Scholastic Journalism Week posters were mailed to JEA members in early November — packaged with the winter issue of Communication: Journalism Education Today magazine. Additional copies may be purchased from the JEA Store.
“I’m thrilled that my poster will be displayed in classrooms for Scholastic Journalism Week,” Malone said. “It’s a big moment for me, not only because of the recognition but also because it presents an opportunity to connect with people. Words can’t fully express the excitement and thoughts that raced through my mind when I found out I won.”
About Meh’Quira Malone
Malone said she accidentally enrolled in the journalism class during her sophomore year.
“I decided to stick with it and give it a try since I’m always open to new experiences,” she said. “My first writing opportunity was about my teacher, who provided free health care to underprivileged communities. From there, I continued looking for heart-felt stories and had the chance to interview the mother of Aniah Blanchard about Aniah’s Law. The more I wrote, the more I fell in love with journalism. I also began taking photographs for journalism, which beautifully merged my passions for sports, photography and writing.”
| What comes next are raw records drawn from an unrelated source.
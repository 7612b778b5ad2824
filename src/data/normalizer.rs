//! Data Normalizer Module
//! Turns raw string tables into records: column renames, date parsing and defaults.

use super::loader::RawTable;
use super::record::{Dataset, Record};
use crate::config::PipelineConfig;
use chrono::{Datelike, NaiveDate};
use std::collections::{BTreeMap, HashMap};

/// Sentinel substituted for missing categorical values.
pub const UNKNOWN: &str = "Unknown";

/// Maximum number of unparseable date samples kept in a report.
const MAX_DATE_SAMPLES: usize = 5;

const DAYFIRST_FORMATS: [&str; 3] = ["%d/%m/%Y", "%d-%m-%Y", "%d.%m.%Y"];
const MONTHFIRST_FORMATS: [&str; 3] = ["%m/%d/%Y", "%m-%d-%Y", "%m.%d.%Y"];
const DAYFIRST_SHORT_YEAR: [&str; 4] = ["%d/%m/%y", "%d-%m-%y", "%d.%m.%y", "%d-%b-%y"];
const MONTHFIRST_SHORT_YEAR: [&str; 4] = ["%m/%d/%y", "%m-%d-%y", "%m.%d.%y", "%d-%b-%y"];
const NAMED_MONTH_FORMATS: [&str; 7] = [
    "%Y-%m-%d",
    "%Y/%m/%d",
    "%d-%b-%Y",
    "%d %b %Y",
    "%d %B %Y",
    "%b %d, %Y",
    "%B %d, %Y",
];

/// Outcome of a normalization pass.
#[derive(Debug, Clone, Default, PartialEq)]
pub struct NormalizeReport {
    pub rows: usize,
    /// Non-empty date values that could not be parsed.
    pub unparsed_dates: usize,
    pub unparsed_date_samples: Vec<String>,
    /// Fatality values that were missing or not a non-negative number.
    pub coerced_fatalities: usize,
    /// Canonical columns absent from the source.
    pub missing_columns: Vec<String>,
}

impl NormalizeReport {
    pub fn has_date_warnings(&self) -> bool {
        self.unparsed_dates > 0
    }
}

/// Trim and lower-case a column name.
pub fn normalize_column_name(name: &str) -> String {
    name.trim().to_lowercase()
}

/// Rename synonym columns to their canonical names.
///
/// A rename is skipped when the source column is absent or the canonical
/// column already exists.
pub fn apply_synonyms(columns: &mut [String], synonyms: &BTreeMap<String, String>) {
    for (from, to) in synonyms {
        if columns.iter().any(|c| c == to) {
            continue;
        }
        if let Some(col) = columns.iter_mut().find(|c| *c == from) {
            *col = to.clone();
        }
    }
}

/// First letter upper-case, remainder lower-case.
pub fn capitalize(value: &str) -> String {
    let mut chars = value.chars();
    match chars.next() {
        Some(first) => first
            .to_uppercase()
            .chain(chars.flat_map(char::to_lowercase))
            .collect(),
        None => String::new(),
    }
}

/// Coerce a raw fatality value to a non-negative count.
///
/// Returns `None` when the value is missing, non-numeric or negative, in
/// which case the caller substitutes zero. Counts beyond `u32::MAX` saturate.
pub fn coerce_fatalities(raw: Option<&str>) -> Option<u32> {
    let value = raw?.trim();
    if let Ok(n) = value.parse::<i64>() {
        return (n >= 0).then(|| u32::try_from(n).unwrap_or(u32::MAX));
    }
    let f = value.parse::<f64>().ok()?;
    if f.is_finite() && f >= 0.0 {
        Some(f.trunc().min(f64::from(u32::MAX)) as u32)
    } else {
        None
    }
}

/// Parse a date string. Numeric forms are read day-first when `dayfirst` is set;
/// ISO `yyyy-mm-dd` is always year-first. A trailing time component is ignored.
pub fn parse_date(raw: &str, dayfirst: bool) -> Option<NaiveDate> {
    let value = raw.trim();
    if value.is_empty() {
        return None;
    }
    parse_date_only(value, dayfirst).or_else(|| {
        // "2020-03-01 10:15:00" / "2020-03-01T10:15:00"
        let head = value.split([' ', 'T']).next()?;
        if head.len() < value.len() {
            parse_date_only(head, dayfirst)
        } else {
            None
        }
    })
}

fn parse_date_only(value: &str, dayfirst: bool) -> Option<NaiveDate> {
    let short_year = value
        .rsplit(['/', '-', '.'])
        .next()
        .is_some_and(|tail| tail.len() == 2 && tail.bytes().all(|b| b.is_ascii_digit()));

    let numeric: &[&str] = match (dayfirst, short_year) {
        (true, false) => &DAYFIRST_FORMATS,
        (false, false) => &MONTHFIRST_FORMATS,
        (true, true) => &DAYFIRST_SHORT_YEAR,
        (false, true) => &MONTHFIRST_SHORT_YEAR,
    };

    numeric
        .iter()
        .chain(NAMED_MONTH_FORMATS.iter())
        .find_map(|fmt| NaiveDate::parse_from_str(value, fmt).ok())
}

/// Non-empty trimmed string, or `None`.
fn clean(value: Option<&String>) -> Option<String> {
    value
        .map(|v| v.trim())
        .filter(|v| !v.is_empty())
        .map(str::to_string)
}

fn cell(column: Option<&Vec<Option<String>>>, row: usize) -> Option<&String> {
    column.and_then(|values| values[row].as_ref())
}

fn parse_coordinate(value: Option<&String>) -> Option<f64> {
    value?.trim().parse::<f64>().ok().filter(|v| v.is_finite())
}

/// Applies the normalization steps to raw tables.
pub struct Normalizer {
    synonyms: BTreeMap<String, String>,
    dayfirst: bool,
}

impl Default for Normalizer {
    fn default() -> Self {
        Self::from_config(&PipelineConfig::default())
    }
}

impl Normalizer {
    pub fn new(synonyms: BTreeMap<String, String>, dayfirst: bool) -> Self {
        Self { synonyms, dayfirst }
    }

    pub fn from_config(config: &PipelineConfig) -> Self {
        Self::new(config.synonym_table(), config.date_dayfirst)
    }

    /// Produce a dataset from a raw table, with a report of every value that
    /// had to be defaulted or could not be parsed.
    pub fn normalize(&self, table: &RawTable) -> (Dataset, NormalizeReport) {
        let mut names: Vec<String> = table
            .columns
            .iter()
            .map(|c| normalize_column_name(&c.name))
            .collect();
        apply_synonyms(&mut names, &self.synonyms);

        // Last column wins if two source columns normalize to the same name
        let index: HashMap<&str, usize> = names
            .iter()
            .enumerate()
            .map(|(i, n)| (n.as_str(), i))
            .collect();
        let column = |name: &str| index.get(name).copied();

        let mut report = NormalizeReport {
            rows: table.height(),
            ..Default::default()
        };
        for name in [
            "date",
            "operator",
            "aircraft_type",
            "fatalities",
            "damage_level",
            "location",
        ] {
            if !index.contains_key(name) {
                report.missing_columns.push(name.to_string());
            }
        }
        if !report.missing_columns.is_empty() {
            log::warn!("Missing columns: {}", report.missing_columns.join(", "));
        }

        let dates = column("date").map(|i| &table.columns[i].values);
        let operators = column("operator").map(|i| &table.columns[i].values);
        let aircraft = column("aircraft_type").map(|i| &table.columns[i].values);
        let fatality_values = column("fatalities").map(|i| &table.columns[i].values);
        let damage = column("damage_level").map(|i| &table.columns[i].values);
        let locations = column("location").map(|i| &table.columns[i].values);
        let latitudes = column("latitude").map(|i| &table.columns[i].values);
        let longitudes = column("longitude").map(|i| &table.columns[i].values);
        let has_coordinates = latitudes.is_some() && longitudes.is_some();

        let mut records = Vec::with_capacity(table.height());
        for row in 0..table.height() {
            let raw_date = cell(dates, row);
            let date = raw_date.and_then(|d| parse_date(d, self.dayfirst));
            if let (Some(raw), None) = (raw_date, date) {
                if !raw.trim().is_empty() {
                    report.unparsed_dates += 1;
                    if report.unparsed_date_samples.len() < MAX_DATE_SAMPLES {
                        report.unparsed_date_samples.push(raw.clone());
                    }
                }
            }

            let raw_fatalities = cell(fatality_values, row).map(String::as_str);
            let fatalities = match coerce_fatalities(raw_fatalities) {
                Some(n) => n,
                None => {
                    report.coerced_fatalities += 1;
                    0
                }
            };

            let damage_level = clean(cell(damage, row))
                .map(|d| capitalize(&d))
                .unwrap_or_else(|| UNKNOWN.to_string());

            records.push(Record {
                date,
                year: date.map(|d| d.year()),
                aircraft_type: clean(cell(aircraft, row)),
                operator: clean(cell(operators, row)).unwrap_or_else(|| UNKNOWN.to_string()),
                fatalities,
                damage_level,
                location: clean(cell(locations, row)),
                latitude: parse_coordinate(cell(latitudes, row)),
                longitude: parse_coordinate(cell(longitudes, row)),
            });
        }

        if report.has_date_warnings() {
            log::warn!(
                "{} of {} date values could not be parsed and are treated as unknown (e.g. {:?})",
                report.unparsed_dates,
                report.rows,
                report.unparsed_date_samples
            );
        }
        if report.coerced_fatalities > 0 {
            log::debug!(
                "{} fatality values missing or non-numeric, defaulted to 0",
                report.coerced_fatalities
            );
        }

        (Dataset::new(records, has_coordinates), report)
    }
}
Malone plans to attend the University of West Alabama pursing a degree in integrated marketing communication with a focus in sports communications.
Founded in 1924, JEA supports free and responsible scholastic journalism by providing resources and educational opportunities, promoting professionalism, encouraging and rewarding student excellence and teacher achievement, and an atmosphere which encompasses diversity yet builds unity. It is headquartered at Kansas State University, Manhattan, Kansas.